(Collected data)
· · · · · · ·

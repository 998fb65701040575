//! Environment-driven configuration.
//!
//! Each subsystem has a small config struct with a `from_env()` constructor.
//! Tunables fall back to defaults; secrets and endpoints are required and
//! fail with `ConfigError::MissingEnvVar` when absent.

use std::path::PathBuf;
use std::str::FromStr;
use std::time::Duration;

use secrecy::SecretString;

use crate::error::ConfigError;

/// Default cap on body text embedded in any classification or summary prompt.
pub const DEFAULT_MAX_CONTENT_CHARS: usize = 500;

/// Default relevance score a retrieved passage must exceed to resolve the
/// similarity tier.
pub const DEFAULT_SIMILARITY_THRESHOLD: f32 = 0.7;

/// Default passage count for Q&A context retrieval.
pub const DEFAULT_RETRIEVE_TOP_K: usize = 2;

/// Default completion request timeout.
pub const DEFAULT_LLM_TIMEOUT_SECS: u64 = 600;

/// Default triage poll interval: 5 minutes.
pub const DEFAULT_POLL_INTERVAL_SECS: u64 = 300;

/// Parse an env var, falling back to `default` when unset. A present but
/// malformed value is a configuration error, not a silent default.
fn env_or<T: FromStr>(key: &str, default: T) -> Result<T, ConfigError> {
    match std::env::var(key) {
        Ok(raw) => raw.parse().map_err(|_| ConfigError::InvalidValue {
            key: key.to_string(),
            message: format!("could not parse '{raw}'"),
        }),
        Err(_) => Ok(default),
    }
}

fn require(key: &str) -> Result<String, ConfigError> {
    std::env::var(key).map_err(|_| ConfigError::MissingEnvVar(key.to_string()))
}

/// Completion and embedding service configuration (Ollama endpoint).
#[derive(Debug, Clone)]
pub struct LlmConfig {
    /// Base URL of the Ollama server.
    pub base_url: String,
    /// Completion model identifier.
    pub model: String,
    /// Embedding model identifier.
    pub embed_model: String,
    /// Per-request timeout.
    pub timeout: Duration,
    /// Sampling temperature.
    pub temperature: f32,
    /// Cap on generated response length, in tokens.
    pub max_response_tokens: u32,
}

impl LlmConfig {
    pub fn from_env() -> Result<Self, ConfigError> {
        Ok(Self {
            base_url: std::env::var("OLLAMA_BASE_URL")
                .unwrap_or_else(|_| "http://localhost:11434".to_string()),
            model: std::env::var("OLLAMA_MODEL")
                .unwrap_or_else(|_| "deepseek-r1:7b".to_string()),
            embed_model: std::env::var("OLLAMA_EMBED_MODEL")
                .unwrap_or_else(|_| "nomic-embed-text".to_string()),
            timeout: Duration::from_secs(env_or(
                "OLLAMA_TIMEOUT_SECS",
                DEFAULT_LLM_TIMEOUT_SECS,
            )?),
            temperature: env_or("OLLAMA_TEMPERATURE", 0.3)?,
            max_response_tokens: env_or("OLLAMA_MAX_RESPONSE_TOKENS", 512)?,
        })
    }
}

/// Tiered-classifier and triage-pipeline tunables.
#[derive(Debug, Clone)]
pub struct TriageConfig {
    /// Path to the trusted-sender allowlist file (one sender per line).
    pub allowlist_file: PathBuf,
    /// Relevance score the similarity tier must exceed.
    pub similarity_threshold: f32,
    /// Cap on body text embedded in prompts.
    pub max_content_chars: usize,
    /// Poll interval for watch mode.
    pub poll_interval: Duration,
}

impl TriageConfig {
    pub fn from_env() -> Result<Self, ConfigError> {
        Ok(Self {
            allowlist_file: std::env::var("ALLOWLIST_FILE")
                .map(PathBuf::from)
                .unwrap_or_else(|_| PathBuf::from("data/work_senders.txt")),
            similarity_threshold: env_or(
                "SIMILARITY_THRESHOLD",
                DEFAULT_SIMILARITY_THRESHOLD,
            )?,
            max_content_chars: env_or("MAX_CONTENT_CHARS", DEFAULT_MAX_CONTENT_CHARS)?,
            poll_interval: Duration::from_secs(env_or(
                "TRIAGE_POLL_INTERVAL_SECS",
                DEFAULT_POLL_INTERVAL_SECS,
            )?),
        })
    }
}

/// Reference-corpus retrieval configuration.
#[derive(Debug, Clone)]
pub struct RetrievalConfig {
    /// Directory of .md/.txt reference documents, embedded at startup.
    pub corpus_dir: PathBuf,
    /// Passage count for Q&A retrieval.
    pub top_k: usize,
}

impl RetrievalConfig {
    pub fn from_env() -> Result<Self, ConfigError> {
        Ok(Self {
            corpus_dir: std::env::var("CORPUS_DIR")
                .map(PathBuf::from)
                .unwrap_or_else(|_| PathBuf::from("data/docs")),
            top_k: env_or("RETRIEVE_TOP_K", DEFAULT_RETRIEVE_TOP_K)?,
        })
    }
}

/// Telegram notification sink configuration.
#[derive(Debug, Clone)]
pub struct TelegramConfig {
    pub bot_token: SecretString,
    pub chat_id: String,
}

impl TelegramConfig {
    pub fn from_env() -> Result<Self, ConfigError> {
        Ok(Self {
            bot_token: SecretString::from(require("TELEGRAM_BOT_TOKEN")?),
            chat_id: require("TELEGRAM_CHAT_ID")?,
        })
    }
}

/// Gmail item source configuration.
///
/// Token acquisition and refresh happen outside this process; a pre-issued
/// bearer token arrives through the environment.
#[derive(Debug, Clone)]
pub struct GmailConfig {
    pub access_token: SecretString,
    /// Gmail user id, normally the literal "me".
    pub user: String,
}

impl GmailConfig {
    pub fn from_env() -> Result<Self, ConfigError> {
        Ok(Self {
            access_token: SecretString::from(require("GMAIL_ACCESS_TOKEN")?),
            user: std::env::var("GMAIL_USER").unwrap_or_else(|_| "me".to_string()),
        })
    }
}
//! Per-run accumulator threaded through pipeline stages.

use chrono::{DateTime, Utc};
use uuid::Uuid;

use crate::channels::Item;

/// One stage's recorded output.
#[derive(Debug, Clone)]
pub struct StageRecord {
    pub stage: &'static str,
    pub output: String,
    pub recorded_at: DateTime<Utc>,
}

/// Mutable accumulator owned by one orchestrator invocation.
///
/// Records are append-only: `record` pushes and `output_of` always returns
/// the first record for a stage, so a later record can never shadow an
/// earlier one. Discarded when the run completes or aborts.
#[derive(Debug)]
pub struct PipelineContext {
    pub run_id: Uuid,
    pub item: Item,
    records: Vec<StageRecord>,
}

impl PipelineContext {
    pub fn new(item: Item) -> Self {
        Self {
            run_id: Uuid::new_v4(),
            item,
            records: Vec::new(),
        }
    }

    /// Append a stage's output.
    pub fn record(&mut self, stage: &'static str, output: impl Into<String>) {
        self.records.push(StageRecord {
            stage,
            output: output.into(),
            recorded_at: Utc::now(),
        });
    }

    /// Output of the first record for `stage`.
    pub fn output_of(&self, stage: &str) -> Option<&str> {
        self.records
            .iter()
            .find(|r| r.stage == stage)
            .map(|r| r.output.as_str())
    }

    /// Stage names in execution order, for diagnostics.
    pub fn executed_stages(&self) -> Vec<&'static str> {
        self.records.iter().map(|r| r.stage).collect()
    }

    pub fn records(&self) -> &[StageRecord] {
        &self.records
    }
}
//! Telegram notification sink — posts via the Bot API.
//!
//! Sends Markdown first and falls back to plain text when Telegram rejects
//! the formatting. Messages over the API limit are split on line boundaries.

use std::time::Duration;

use async_trait::async_trait;
use secrecy::ExposeSecret;
use tracing::warn;

use crate::channels::NotificationSink;
use crate::config::TelegramConfig;
use crate::error::SinkError;

/// Maximum message length for Telegram's sendMessage API.
const TELEGRAM_MAX_MESSAGE_LENGTH: usize = 4096;

/// Request timeout for Bot API calls.
const TELEGRAM_TIMEOUT: Duration = Duration::from_secs(30);

/// Telegram Bot API sink.
pub struct TelegramSink {
    client: reqwest::Client,
    config: TelegramConfig,
}

impl TelegramSink {
    pub fn new(config: TelegramConfig) -> Self {
        Self {
            client: reqwest::Client::new(),
            config,
        }
    }

    fn api_url(&self, method: &str) -> String {
        format!(
            "https://api.telegram.org/bot{}/{method}",
            self.config.bot_token.expose_secret()
        )
    }

    /// Send a single message chunk (≤4096 chars), Markdown-first with
    /// plain-text fallback.
    async fn send_chunk(&self, text: &str) -> Result<(), SinkError> {
        let markdown_body = serde_json::json!({
            "chat_id": self.config.chat_id,
            "text": text,
            "parse_mode": "Markdown",
        });

        let markdown_resp = self
            .client
            .post(self.api_url("sendMessage"))
            .timeout(TELEGRAM_TIMEOUT)
            .json(&markdown_body)
            .send()
            .await
            .map_err(|e| SinkError::Send(e.to_string()))?;

        if markdown_resp.status().is_success() {
            return Ok(());
        }

        let markdown_status = markdown_resp.status();
        warn!(
            status = ?markdown_status,
            "Telegram sendMessage with Markdown failed; retrying without parse_mode"
        );

        let plain_body = serde_json::json!({
            "chat_id": self.config.chat_id,
            "text": text,
        });
        let plain_resp = self
            .client
            .post(self.api_url("sendMessage"))
            .timeout(TELEGRAM_TIMEOUT)
            .json(&plain_body)
            .send()
            .await
            .map_err(|e| SinkError::Send(e.to_string()))?;

        let plain_status = plain_resp.status();
        if !plain_status.is_success() {
            let body = plain_resp.text().await.unwrap_or_default();
            return Err(SinkError::Api {
                status: plain_status.as_u16(),
                body,
            });
        }

        Ok(())
    }
}

#[async_trait]
impl NotificationSink for TelegramSink {
    fn name(&self) -> &str {
        "telegram"
    }

    async fn send(&self, title: &str, body: &str) -> Result<(), SinkError> {
        let message = format!("*{title}*\n\n{body}");
        for chunk in split_message(&message, TELEGRAM_MAX_MESSAGE_LENGTH) {
            self.send_chunk(&chunk).await?;
        }
        Ok(())
    }
}

/// Split a message into chunks within `max_len`, preferring newline and
/// space boundaries.
fn split_message(text: &str, max_len: usize) -> Vec<String> {
    if text.len() <= max_len {
        return vec![text.to_string()];
    }

    let mut chunks = Vec::new();
    let mut remaining = text;

    while !remaining.is_empty() {
        if remaining.len() <= max_len {
            chunks.push(remaining.to_string());
            break;
        }

        let boundary = floor_char_boundary(remaining, max_len);
        let window = &remaining[..boundary];
        let split_at = window
            .rfind('\n')
            .or_else(|| window.rfind(' '))
            .unwrap_or(boundary);

        // Don't split at position 0 (infinite loop guard)
        let split_at = if split_at == 0 { boundary } else { split_at };

        chunks.push(remaining[..split_at].to_string());
        remaining = remaining[split_at..].trim_start();
    }

    chunks
}

/// Largest index ≤ `max` that falls on a char boundary.
fn floor_char_boundary(text: &str, max: usize) -> usize {
    let mut idx = max.min(text.len());
    while idx > 0 && !text.is_char_boundary(idx) {
        idx -= 1;
    }
    idx
}
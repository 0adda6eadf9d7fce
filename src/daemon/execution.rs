//! Outcome of one build run through the daemon.

use crate::error::{AnvilError, Result};

/// Exit code reported when the build was cancelled by the user.
pub const CANCELED_EXIT_CODE: i32 = 130;

/// The result of an `anvil` build.
#[derive(Debug, Clone, Copy, PartialEq, Eq)]
pub struct ExecutionResult {
    exit_code: i32,
}

impl ExecutionResult {
    pub fn new(exit_code: i32) -> Self {
        Self { exit_code }
    }

    pub fn canceled() -> Self {
        Self::new(CANCELED_EXIT_CODE)
    }

    pub fn is_success(&self) -> bool {
        self.exit_code == 0
    }

    pub fn exit_code(&self) -> i32 {
        self.exit_code
    }

    pub fn assert_success(self) -> Result<Self> {
        if self.is_success() {
            Ok(self)
        } else {
            Err(AnvilError::BuildAssertion(format!(
                "the build was expected to succeed but exited with code {}",
                self.exit_code
            )))
        }
    }

    pub fn assert_failure(self) -> Result<Self> {
        if self.is_success() {
            Err(AnvilError::BuildAssertion(
                "the build was expected to fail but succeeded".into(),
            ))
        } else {
            Ok(self)
        }
    }
}

/// Format a build command line the way it appears in logs and diagnostics:
/// the binary name followed by each argument in literal double quotes.
/// Embedded quotes are not escaped; this matches the logged form.
pub fn command_line(args: &[String]) -> String {
    let mut buffer = String::from("anvil");
    for arg in args {
        buffer.push_str(" \"");
        buffer.push_str(arg);
        buffer.push('"');
    }
    buffer
}

#[cfg(test)]
mod tests {
    use super::*;

    #[test]
    fn zero_exit_code_is_success() {
        let result = ExecutionResult::new(0);
        assert!(result.is_success());
        assert_eq!(result.exit_code(), 0);
        assert!(result.assert_success().is_ok());
        assert!(result.assert_failure().is_err());
    }

    #[test]
    fn nonzero_exit_code_is_failure() {
        let result = ExecutionResult::new(42);
        assert!(!result.is_success());
        assert!(result.assert_failure().is_ok());
        let err = result.assert_success().unwrap_err();
        assert!(err.to_string().contains("exited with code 42"));
    }

    #[test]
    fn canceled_result_uses_the_interrupt_code() {
        assert_eq!(ExecutionResult::canceled().exit_code(), CANCELED_EXIT_CODE);
    }

    #[test]
    fn command_line_quotes_each_argument() {
        let args = vec!["clean".to_string(), "install".to_string()];
        assert_eq!(command_line(&args), "anvil \"clean\" \"install\"");
    }

    #[test]
    fn command_line_does_not_escape_embedded_quotes() {
        let args = vec!["say \"hi\"".to_string()];
        assert_eq!(command_line(&args), "anvil \"say \"hi\"\"");
    }
}
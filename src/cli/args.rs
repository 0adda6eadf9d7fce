use std::path::PathBuf;

use clap::{Parser, Subcommand};

/// anvil - run builds through a warm background daemon
#[derive(Parser)]
#[command(name = "anvil")]
#[command(author, version, about, long_about = None)]
pub struct Cli {
    #[command(subcommand)]
    pub command: Commands,

    /// JSON output for status commands
    #[arg(long, global = true)]
    pub json: bool,
}

#[derive(Subcommand)]
pub enum Commands {
    /// Run a build command through the daemon, streaming its output
    #[command(after_help = "EXAMPLES:\n    anvil build -- cargo build --release\n    anvil build --dir ../service -- make test")]
    Build {
        /// Working directory for the build (defaults to the current directory)
        #[arg(long)]
        dir: Option<PathBuf>,

        /// The build command line, program first
        #[arg(required = true, last = true)]
        args: Vec<String>,
    },

    /// Manage the background build daemons
    Daemon {
        #[command(subcommand)]
        command: DaemonCommand,
    },
}

#[derive(Subcommand)]
pub enum DaemonCommand {
    /// Show registered daemons and recent stop events
    Status,

    /// Evict registry entries whose process is gone
    Purge,
}
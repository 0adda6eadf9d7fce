//! anvil, a build-daemon launcher.
//!
//! The `anvil` CLI keeps a warm build worker (`anvild`) running in the
//! background and streams builds through it: locate or spawn a daemon,
//! open a duplex message channel, forward the build request, and relay
//! protocol messages in both directions until the build terminates.

pub mod cli;
pub mod daemon;
pub mod error;
pub mod output;

pub use error::{AnvilError, Result};
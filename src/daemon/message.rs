//! Protocol messages exchanged between the CLI and the build daemon.
//!
//! Every message starts with a single discriminator byte on the wire so that
//! routing decisions (most importantly cancellation) can be made without
//! decoding the payload. The payload layout per variant is defined by the
//! codec in [`crate::daemon::codec`].

/// Discriminator byte values. Stable wire contract; never renumber.
pub const BUILD_REQUEST: u8 = 0x01;
pub const BUILD_STARTED: u8 = 0x02;
pub const PROJECT_EVENT: u8 = 0x03;
pub const LOG_LINE: u8 = 0x04;
pub const PROMPT: u8 = 0x05;
pub const PROMPT_RESPONSE: u8 = 0x06;
pub const KEEP_ALIVE: u8 = 0x07;
pub const CANCEL_BUILD: u8 = 0x08;
pub const BUILD_FINISHED: u8 = 0x09;

/// A build the client asks the daemon to execute.
#[derive(Debug, Clone, PartialEq, Eq)]
pub struct BuildRequest {
    /// Full command line to run, program first.
    pub args: Vec<String>,
    /// Directory the build runs in.
    pub working_dir: String,
}

#[derive(Debug, Clone, PartialEq, Eq)]
pub enum Message {
    BuildRequest(BuildRequest),
    /// The daemon accepted the request and started the build worker.
    BuildStarted {
        pid: u32,
    },
    /// Lifecycle event for one project within the build.
    ProjectEvent {
        project_id: String,
        message: String,
    },
    /// One line of build output.
    LogLine(String),
    /// The daemon needs input from the user to continue.
    Prompt {
        prompt_id: String,
        question: String,
    },
    PromptResponse {
        prompt_id: String,
        answer: String,
    },
    /// Periodic liveness signal from the daemon while it is otherwise quiet.
    KeepAlive,
    /// Abort the running build. Single byte on the wire, no payload.
    CancelBuild,
    /// Terminal message of a build; carries the worker's exit code.
    BuildFinished {
        exit_code: i32,
    },
}

impl Message {
    /// The wire discriminator for this message.
    pub fn discriminator(&self) -> u8 {
        match self {
            Message::BuildRequest(_) => BUILD_REQUEST,
            Message::BuildStarted { .. } => BUILD_STARTED,
            Message::ProjectEvent { .. } => PROJECT_EVENT,
            Message::LogLine(_) => LOG_LINE,
            Message::Prompt { .. } => PROMPT,
            Message::PromptResponse { .. } => PROMPT_RESPONSE,
            Message::KeepAlive => KEEP_ALIVE,
            Message::CancelBuild => CANCEL_BUILD,
            Message::BuildFinished { .. } => BUILD_FINISHED,
        }
    }

    pub fn is_cancel(&self) -> bool {
        self.discriminator() == CANCEL_BUILD
    }
}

· · · · · · ·

## Activity
The lines needed are those in the data above that hold the string "required"; copy each of them.

## Result of the task
//! Tunables fall back to defaults; secrets and endpoints are required and
        #[arg(required = true, last = true)]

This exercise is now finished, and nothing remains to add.